Wherever the word "collect" appears in a line of the data, that line should be copied.

RECORDS TO PROCESS:
--- START ---

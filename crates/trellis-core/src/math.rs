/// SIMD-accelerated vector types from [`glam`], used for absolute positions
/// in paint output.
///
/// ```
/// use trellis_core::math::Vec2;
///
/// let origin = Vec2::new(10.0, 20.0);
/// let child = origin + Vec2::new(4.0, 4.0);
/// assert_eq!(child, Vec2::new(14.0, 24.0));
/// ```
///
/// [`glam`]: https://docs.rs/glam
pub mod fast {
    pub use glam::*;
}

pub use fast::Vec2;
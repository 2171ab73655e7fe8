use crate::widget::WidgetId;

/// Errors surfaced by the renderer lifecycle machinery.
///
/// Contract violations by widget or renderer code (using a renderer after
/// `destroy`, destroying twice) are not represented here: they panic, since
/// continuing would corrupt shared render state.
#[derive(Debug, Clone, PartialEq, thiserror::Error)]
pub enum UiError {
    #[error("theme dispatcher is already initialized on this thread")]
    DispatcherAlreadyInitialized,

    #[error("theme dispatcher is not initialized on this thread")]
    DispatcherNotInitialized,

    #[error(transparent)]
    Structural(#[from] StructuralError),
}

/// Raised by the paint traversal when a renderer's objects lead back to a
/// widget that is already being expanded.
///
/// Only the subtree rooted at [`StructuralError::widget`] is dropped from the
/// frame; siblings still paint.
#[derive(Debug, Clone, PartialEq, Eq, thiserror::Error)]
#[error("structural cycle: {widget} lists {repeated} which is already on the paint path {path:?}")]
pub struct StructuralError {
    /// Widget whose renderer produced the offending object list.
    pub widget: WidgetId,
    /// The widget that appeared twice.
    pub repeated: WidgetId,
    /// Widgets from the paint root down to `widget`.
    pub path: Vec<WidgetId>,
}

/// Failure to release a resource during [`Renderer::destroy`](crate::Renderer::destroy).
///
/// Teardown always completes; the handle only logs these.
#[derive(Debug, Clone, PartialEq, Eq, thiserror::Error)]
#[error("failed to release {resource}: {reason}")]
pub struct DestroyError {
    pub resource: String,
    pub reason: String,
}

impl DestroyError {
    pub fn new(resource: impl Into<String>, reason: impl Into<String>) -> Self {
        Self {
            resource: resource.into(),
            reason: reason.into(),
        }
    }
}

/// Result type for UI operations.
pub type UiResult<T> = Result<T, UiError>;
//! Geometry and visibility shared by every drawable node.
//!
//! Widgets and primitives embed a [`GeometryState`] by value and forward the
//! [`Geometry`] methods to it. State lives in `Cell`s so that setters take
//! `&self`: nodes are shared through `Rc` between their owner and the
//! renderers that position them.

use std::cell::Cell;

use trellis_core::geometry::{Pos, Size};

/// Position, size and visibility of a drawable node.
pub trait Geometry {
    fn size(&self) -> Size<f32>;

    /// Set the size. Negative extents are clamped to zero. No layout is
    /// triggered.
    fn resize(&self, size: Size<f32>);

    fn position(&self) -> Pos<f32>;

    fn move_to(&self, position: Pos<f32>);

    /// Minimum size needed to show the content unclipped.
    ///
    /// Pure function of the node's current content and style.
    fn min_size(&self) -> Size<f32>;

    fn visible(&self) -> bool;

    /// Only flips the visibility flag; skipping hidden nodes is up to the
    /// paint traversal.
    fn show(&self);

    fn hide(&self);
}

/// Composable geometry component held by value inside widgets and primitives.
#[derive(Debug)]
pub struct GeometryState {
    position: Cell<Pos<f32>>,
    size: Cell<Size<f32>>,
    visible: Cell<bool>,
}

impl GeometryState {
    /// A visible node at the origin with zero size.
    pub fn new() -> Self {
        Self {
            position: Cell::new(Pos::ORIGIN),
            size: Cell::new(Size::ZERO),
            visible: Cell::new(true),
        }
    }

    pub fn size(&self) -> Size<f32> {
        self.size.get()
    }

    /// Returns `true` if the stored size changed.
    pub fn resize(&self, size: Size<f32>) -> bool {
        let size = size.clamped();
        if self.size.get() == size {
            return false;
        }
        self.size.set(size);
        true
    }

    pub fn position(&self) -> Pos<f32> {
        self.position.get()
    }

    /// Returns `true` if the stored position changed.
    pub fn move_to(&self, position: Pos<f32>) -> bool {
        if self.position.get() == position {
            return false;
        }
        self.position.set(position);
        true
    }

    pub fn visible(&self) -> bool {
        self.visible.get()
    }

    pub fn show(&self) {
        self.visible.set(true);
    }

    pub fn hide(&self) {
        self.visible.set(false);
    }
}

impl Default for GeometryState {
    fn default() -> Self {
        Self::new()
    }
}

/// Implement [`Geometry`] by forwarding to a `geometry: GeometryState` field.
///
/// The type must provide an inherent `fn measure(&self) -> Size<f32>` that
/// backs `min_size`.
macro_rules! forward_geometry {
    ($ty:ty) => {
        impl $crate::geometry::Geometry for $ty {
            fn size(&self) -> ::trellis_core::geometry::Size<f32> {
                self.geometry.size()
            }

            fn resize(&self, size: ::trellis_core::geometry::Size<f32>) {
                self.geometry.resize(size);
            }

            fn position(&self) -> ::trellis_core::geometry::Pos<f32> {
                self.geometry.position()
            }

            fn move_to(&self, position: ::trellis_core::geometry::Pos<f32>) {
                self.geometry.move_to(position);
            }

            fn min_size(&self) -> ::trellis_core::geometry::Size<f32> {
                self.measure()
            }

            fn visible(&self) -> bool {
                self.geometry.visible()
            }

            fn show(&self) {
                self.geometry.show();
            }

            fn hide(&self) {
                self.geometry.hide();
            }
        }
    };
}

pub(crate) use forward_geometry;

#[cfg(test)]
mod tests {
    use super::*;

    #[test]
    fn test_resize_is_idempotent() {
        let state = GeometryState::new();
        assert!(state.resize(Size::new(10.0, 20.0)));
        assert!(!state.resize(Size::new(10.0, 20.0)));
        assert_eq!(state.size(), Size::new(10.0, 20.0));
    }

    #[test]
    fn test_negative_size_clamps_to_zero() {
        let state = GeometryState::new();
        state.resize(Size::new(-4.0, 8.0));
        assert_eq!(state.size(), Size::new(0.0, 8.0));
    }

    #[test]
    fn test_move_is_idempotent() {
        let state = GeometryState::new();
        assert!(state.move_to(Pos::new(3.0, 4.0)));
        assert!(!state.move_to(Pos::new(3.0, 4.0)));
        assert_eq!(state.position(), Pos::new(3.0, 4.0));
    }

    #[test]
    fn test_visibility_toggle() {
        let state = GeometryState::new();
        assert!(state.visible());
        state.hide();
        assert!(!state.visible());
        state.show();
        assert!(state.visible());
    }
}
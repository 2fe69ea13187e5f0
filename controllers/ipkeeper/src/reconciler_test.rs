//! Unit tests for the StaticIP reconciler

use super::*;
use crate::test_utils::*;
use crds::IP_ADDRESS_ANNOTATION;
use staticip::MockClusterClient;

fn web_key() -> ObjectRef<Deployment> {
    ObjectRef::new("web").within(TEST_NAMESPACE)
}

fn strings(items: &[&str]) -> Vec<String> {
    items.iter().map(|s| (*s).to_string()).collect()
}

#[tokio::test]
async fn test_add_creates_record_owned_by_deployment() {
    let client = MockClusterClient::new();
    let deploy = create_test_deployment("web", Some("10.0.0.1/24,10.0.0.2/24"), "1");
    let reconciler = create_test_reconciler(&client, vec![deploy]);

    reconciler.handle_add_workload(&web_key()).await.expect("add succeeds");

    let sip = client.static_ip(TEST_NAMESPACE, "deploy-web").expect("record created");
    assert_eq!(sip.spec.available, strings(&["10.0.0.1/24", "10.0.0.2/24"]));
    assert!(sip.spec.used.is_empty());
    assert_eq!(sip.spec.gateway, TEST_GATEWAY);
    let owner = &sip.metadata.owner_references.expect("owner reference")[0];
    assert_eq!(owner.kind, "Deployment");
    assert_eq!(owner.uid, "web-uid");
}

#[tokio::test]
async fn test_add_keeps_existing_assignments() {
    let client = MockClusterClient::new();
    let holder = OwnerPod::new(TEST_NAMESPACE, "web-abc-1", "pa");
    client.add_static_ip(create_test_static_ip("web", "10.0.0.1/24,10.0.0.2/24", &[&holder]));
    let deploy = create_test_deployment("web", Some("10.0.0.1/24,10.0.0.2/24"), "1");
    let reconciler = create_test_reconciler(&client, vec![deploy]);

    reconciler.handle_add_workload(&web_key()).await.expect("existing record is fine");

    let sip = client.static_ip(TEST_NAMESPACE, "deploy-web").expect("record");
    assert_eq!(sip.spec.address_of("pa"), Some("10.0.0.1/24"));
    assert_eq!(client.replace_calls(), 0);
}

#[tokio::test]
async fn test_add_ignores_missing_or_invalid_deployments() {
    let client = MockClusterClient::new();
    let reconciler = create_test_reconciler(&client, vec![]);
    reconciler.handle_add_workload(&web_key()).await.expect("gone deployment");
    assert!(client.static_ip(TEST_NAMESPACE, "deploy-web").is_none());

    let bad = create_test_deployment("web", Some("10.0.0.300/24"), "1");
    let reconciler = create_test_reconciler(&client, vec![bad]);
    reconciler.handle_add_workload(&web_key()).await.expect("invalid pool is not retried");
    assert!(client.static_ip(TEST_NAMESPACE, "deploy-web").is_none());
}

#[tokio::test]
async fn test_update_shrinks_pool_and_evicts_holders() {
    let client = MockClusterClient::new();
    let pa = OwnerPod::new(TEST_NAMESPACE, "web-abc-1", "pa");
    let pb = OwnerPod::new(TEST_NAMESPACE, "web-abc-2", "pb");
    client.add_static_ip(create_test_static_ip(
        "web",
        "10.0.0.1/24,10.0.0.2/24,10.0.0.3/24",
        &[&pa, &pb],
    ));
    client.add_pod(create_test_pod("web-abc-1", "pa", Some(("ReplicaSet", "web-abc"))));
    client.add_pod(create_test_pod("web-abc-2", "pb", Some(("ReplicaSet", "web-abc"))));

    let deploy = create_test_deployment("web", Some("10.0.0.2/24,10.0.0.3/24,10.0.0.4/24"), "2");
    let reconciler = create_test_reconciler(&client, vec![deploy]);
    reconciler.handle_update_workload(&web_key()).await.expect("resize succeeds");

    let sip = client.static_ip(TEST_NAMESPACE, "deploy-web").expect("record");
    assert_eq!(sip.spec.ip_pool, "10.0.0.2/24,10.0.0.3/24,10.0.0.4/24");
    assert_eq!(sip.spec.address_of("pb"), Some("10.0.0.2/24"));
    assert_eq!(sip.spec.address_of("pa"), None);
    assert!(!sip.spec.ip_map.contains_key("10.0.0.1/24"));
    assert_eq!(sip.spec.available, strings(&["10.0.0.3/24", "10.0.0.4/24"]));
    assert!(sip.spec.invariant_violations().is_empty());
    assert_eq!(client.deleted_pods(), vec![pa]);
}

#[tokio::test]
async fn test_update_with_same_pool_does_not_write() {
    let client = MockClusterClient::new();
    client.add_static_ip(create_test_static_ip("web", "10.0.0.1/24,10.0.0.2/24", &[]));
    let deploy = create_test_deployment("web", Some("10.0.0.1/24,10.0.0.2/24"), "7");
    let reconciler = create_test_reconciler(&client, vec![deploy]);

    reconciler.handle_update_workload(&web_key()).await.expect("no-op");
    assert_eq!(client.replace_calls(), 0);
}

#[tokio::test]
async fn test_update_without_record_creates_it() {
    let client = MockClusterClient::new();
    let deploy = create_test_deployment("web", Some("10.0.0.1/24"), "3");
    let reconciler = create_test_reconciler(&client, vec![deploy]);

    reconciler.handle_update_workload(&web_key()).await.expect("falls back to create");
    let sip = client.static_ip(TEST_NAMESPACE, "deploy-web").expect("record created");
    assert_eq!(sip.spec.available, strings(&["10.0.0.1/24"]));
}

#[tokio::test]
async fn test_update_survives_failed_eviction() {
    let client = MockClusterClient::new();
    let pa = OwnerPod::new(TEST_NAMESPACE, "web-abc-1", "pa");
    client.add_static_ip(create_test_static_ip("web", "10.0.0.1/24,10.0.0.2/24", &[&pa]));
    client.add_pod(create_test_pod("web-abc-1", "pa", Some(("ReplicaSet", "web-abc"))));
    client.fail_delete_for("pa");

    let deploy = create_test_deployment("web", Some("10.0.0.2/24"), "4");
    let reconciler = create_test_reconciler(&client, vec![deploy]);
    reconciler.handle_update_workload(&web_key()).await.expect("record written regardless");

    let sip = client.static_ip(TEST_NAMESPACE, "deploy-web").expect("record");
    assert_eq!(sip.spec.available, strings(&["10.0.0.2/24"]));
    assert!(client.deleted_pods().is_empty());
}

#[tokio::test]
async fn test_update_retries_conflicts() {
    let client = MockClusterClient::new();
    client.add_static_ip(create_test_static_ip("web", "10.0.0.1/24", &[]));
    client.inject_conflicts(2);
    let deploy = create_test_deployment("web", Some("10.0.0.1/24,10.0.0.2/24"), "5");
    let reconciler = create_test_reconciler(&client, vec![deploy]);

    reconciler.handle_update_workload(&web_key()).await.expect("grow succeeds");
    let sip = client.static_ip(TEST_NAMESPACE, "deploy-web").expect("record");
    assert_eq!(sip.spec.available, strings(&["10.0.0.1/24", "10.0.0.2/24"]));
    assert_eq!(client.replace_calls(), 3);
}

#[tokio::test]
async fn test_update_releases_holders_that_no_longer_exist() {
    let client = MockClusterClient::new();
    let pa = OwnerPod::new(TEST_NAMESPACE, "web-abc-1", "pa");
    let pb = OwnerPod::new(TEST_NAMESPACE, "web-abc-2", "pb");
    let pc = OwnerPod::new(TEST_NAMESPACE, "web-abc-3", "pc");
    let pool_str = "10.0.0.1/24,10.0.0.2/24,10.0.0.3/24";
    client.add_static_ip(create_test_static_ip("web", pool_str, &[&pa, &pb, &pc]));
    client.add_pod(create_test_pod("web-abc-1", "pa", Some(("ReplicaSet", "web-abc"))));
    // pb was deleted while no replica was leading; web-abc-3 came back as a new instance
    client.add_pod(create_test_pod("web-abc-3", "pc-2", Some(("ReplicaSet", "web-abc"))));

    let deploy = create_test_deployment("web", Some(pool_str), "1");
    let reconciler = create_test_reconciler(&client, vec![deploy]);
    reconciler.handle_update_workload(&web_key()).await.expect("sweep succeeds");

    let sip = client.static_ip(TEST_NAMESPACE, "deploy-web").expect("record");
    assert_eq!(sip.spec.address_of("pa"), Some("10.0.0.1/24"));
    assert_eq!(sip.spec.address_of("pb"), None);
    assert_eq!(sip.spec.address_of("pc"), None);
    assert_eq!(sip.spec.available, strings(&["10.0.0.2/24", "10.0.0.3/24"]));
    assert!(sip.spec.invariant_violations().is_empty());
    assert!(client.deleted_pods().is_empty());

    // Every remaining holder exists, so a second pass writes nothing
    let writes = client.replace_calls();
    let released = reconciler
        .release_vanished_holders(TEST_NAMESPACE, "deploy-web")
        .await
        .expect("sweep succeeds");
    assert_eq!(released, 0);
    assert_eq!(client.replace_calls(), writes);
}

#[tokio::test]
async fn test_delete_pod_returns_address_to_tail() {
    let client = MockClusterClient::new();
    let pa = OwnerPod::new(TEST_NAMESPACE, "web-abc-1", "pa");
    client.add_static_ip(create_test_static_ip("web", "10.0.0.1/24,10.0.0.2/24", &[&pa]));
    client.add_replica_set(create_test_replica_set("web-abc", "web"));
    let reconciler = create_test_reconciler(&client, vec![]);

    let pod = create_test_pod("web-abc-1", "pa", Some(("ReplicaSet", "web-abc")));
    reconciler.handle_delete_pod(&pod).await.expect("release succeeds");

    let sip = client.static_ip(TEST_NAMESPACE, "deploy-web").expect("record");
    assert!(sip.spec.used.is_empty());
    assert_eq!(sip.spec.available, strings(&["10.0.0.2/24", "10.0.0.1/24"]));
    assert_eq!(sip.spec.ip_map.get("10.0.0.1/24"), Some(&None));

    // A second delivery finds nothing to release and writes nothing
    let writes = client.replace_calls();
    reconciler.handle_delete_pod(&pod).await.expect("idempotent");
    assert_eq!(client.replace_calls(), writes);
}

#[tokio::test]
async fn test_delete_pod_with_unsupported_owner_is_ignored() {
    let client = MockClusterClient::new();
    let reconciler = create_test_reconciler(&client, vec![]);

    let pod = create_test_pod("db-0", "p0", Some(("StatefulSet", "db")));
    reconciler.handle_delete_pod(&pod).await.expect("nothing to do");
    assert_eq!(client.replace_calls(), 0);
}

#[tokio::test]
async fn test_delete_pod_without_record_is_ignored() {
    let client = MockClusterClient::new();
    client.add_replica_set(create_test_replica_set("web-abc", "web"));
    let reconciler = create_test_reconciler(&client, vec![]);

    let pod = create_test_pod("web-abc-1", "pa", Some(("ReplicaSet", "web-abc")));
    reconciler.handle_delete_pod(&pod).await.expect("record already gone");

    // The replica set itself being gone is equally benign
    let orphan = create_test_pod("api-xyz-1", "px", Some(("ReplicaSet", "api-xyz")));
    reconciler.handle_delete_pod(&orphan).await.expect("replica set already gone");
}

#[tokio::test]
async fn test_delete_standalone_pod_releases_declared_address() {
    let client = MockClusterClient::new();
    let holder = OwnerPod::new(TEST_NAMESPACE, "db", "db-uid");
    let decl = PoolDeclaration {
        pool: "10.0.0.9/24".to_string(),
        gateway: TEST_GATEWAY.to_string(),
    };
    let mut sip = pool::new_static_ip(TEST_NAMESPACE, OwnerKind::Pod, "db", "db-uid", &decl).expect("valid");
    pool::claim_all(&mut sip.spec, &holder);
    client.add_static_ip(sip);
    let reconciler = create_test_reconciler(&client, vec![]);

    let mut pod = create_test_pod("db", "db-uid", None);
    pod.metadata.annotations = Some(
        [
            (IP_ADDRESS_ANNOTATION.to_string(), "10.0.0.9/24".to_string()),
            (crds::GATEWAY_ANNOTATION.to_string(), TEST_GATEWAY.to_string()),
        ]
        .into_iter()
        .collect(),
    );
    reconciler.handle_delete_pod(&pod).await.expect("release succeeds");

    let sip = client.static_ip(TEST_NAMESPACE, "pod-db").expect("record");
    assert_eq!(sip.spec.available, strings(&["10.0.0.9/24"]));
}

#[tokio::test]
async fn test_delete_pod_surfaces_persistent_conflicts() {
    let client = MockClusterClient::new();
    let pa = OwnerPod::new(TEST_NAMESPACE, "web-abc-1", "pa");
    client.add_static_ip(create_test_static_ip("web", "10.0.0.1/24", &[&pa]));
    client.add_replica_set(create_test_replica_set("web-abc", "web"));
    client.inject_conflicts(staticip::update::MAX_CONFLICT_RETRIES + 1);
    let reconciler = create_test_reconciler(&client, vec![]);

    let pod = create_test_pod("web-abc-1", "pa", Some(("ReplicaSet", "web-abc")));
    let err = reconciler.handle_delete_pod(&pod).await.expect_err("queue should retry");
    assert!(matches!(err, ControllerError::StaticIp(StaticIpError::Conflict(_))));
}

--- END ---

YOUR SOLUTION:
    items.iter().map(|s| (*s).to_string()).collect()
        .collect(),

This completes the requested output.